Exercise >>
Search the records below for the word "panoweave", then return every line where it appears.

Input records >>
++++++

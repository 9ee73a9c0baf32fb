use std::{fs::File, io::BufReader, path::PathBuf};

use anyhow::Context as _;
use clap::{Args, Parser, Subcommand};
use panoweave::{
    Canvas, DEFAULT_BLEND_WIDTH, DEFAULT_CANVAS, ImageSequence, MergeJob, StitchJob,
};

#[derive(Parser, Debug)]
#[command(name = "panoweave", version)]
struct Cli {
    /// Enable debug logging.
    #[arg(long, global = true)]
    debug: bool,

    #[command(subcommand)]
    cmd: Command,
}

#[derive(Subcommand, Debug)]
enum Command {
    /// Stitch images left to right with seam cross-fades.
    Stitch(StitchArgs),
    /// Alpha-composite images on top of each other, no cross-fade.
    Merge(MergeArgs),
    /// Run a stitch job described by a JSON manifest.
    Job(JobArgs),
}

#[derive(Args, Debug)]
struct InputArgs {
    /// Input images, in order.
    inputs: Vec<PathBuf>,

    /// Directory holding a numbered sequence ("<base> NN.png").
    #[arg(long, requires = "base", conflicts_with = "inputs")]
    dir: Option<PathBuf>,

    /// Base name of the numbered sequence.
    #[arg(long, requires = "count")]
    base: Option<String>,

    /// Number of images in the numbered sequence.
    #[arg(long, requires = "dir")]
    count: Option<u32>,
}

impl InputArgs {
    fn resolve(&self) -> anyhow::Result<Vec<PathBuf>> {
        match (&self.dir, &self.base, &self.count) {
            (Some(dir), Some(base), Some(count)) => {
                let seq = ImageSequence {
                    dir: dir.clone(),
                    base: base.clone(),
                    count: *count,
                };
                Ok(seq.resolve()?)
            }
            _ if !self.inputs.is_empty() => Ok(self.inputs.clone()),
            _ => anyhow::bail!("no input images given (pass files, or --dir/--base/--count)"),
        }
    }
}

#[derive(Args, Debug)]
struct OutputArgs {
    /// Output PNG path.
    #[arg(long)]
    out: PathBuf,

    /// Canonical width every input is resized to.
    #[arg(long, default_value_t = DEFAULT_CANVAS.width)]
    width: u32,

    /// Canonical height every input is resized to.
    #[arg(long, default_value_t = DEFAULT_CANVAS.height)]
    height: u32,

    /// Fail instead of replacing an existing output file.
    #[arg(long)]
    keep_existing: bool,
}

#[derive(Args, Debug)]
struct StitchArgs {
    #[command(flatten)]
    input: InputArgs,

    #[command(flatten)]
    output: OutputArgs,

    /// Columns cross-faded at each junction (0 disables blending; clamped
    /// to the image width).
    #[arg(long, default_value_t = i64::from(DEFAULT_BLEND_WIDTH))]
    blend: i64,
}

#[derive(Args, Debug)]
struct MergeArgs {
    #[command(flatten)]
    input: InputArgs,

    #[command(flatten)]
    output: OutputArgs,
}

#[derive(Args, Debug)]
struct JobArgs {
    /// Stitch job JSON manifest.
    #[arg(long = "in")]
    in_path: PathBuf,
}

fn main() -> anyhow::Result<()> {
    let cli = Cli::parse();
    init_tracing(cli.debug);

    match cli.cmd {
        Command::Stitch(args) => cmd_stitch(args),
        Command::Merge(args) => cmd_merge(args),
        Command::Job(args) => cmd_job(args),
    }
}

fn init_tracing(debug: bool) {
    let level = if debug {
        tracing::Level::DEBUG
    } else {
        tracing::Level::INFO
    };

    tracing_subscriber::fmt()
        .with_max_level(level)
        .with_target(false)
        .init();
}

fn cmd_stitch(args: StitchArgs) -> anyhow::Result<()> {
    let canvas = Canvas::new(args.output.width, args.output.height)?;
    let job = StitchJob {
        inputs: args.input.resolve()?,
        output: args.output.out,
        canvas,
        blend_width: panoweave::clamp_blend_width(args.blend, canvas.width),
        overwrite: !args.output.keep_existing,
    };

    panoweave::run_stitch(&job)?;
    eprintln!("wrote {}", job.output.display());
    Ok(())
}

fn cmd_merge(args: MergeArgs) -> anyhow::Result<()> {
    let canvas = Canvas::new(args.output.width, args.output.height)?;
    let job = MergeJob {
        inputs: args.input.resolve()?,
        output: args.output.out,
        canvas,
        overwrite: !args.output.keep_existing,
    };

    panoweave::run_merge(&job)?;
    eprintln!("wrote {}", job.output.display());
    Ok(())
}

fn cmd_job(args: JobArgs) -> anyhow::Result<()> {
    let f = File::open(&args.in_path)
        .with_context(|| format!("open job manifest '{}'", args.in_path.display()))?;
    let job: StitchJob =
        serde_json::from_reader(BufReader::new(f)).context("parse job manifest JSON")?;

    panoweave::run_stitch(&job)?;
    eprintln!("wrote {}", job.output.display());
    Ok(())
}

++++++

Your response >>
use panoweave::{
#[command(name = "panoweave", version)]
        blend_width: panoweave::clamp_blend_width(args.blend, canvas.width),
    panoweave::run_stitch(&job)?;
    panoweave::run_merge(&job)?;
    panoweave::run_stitch(&job)?;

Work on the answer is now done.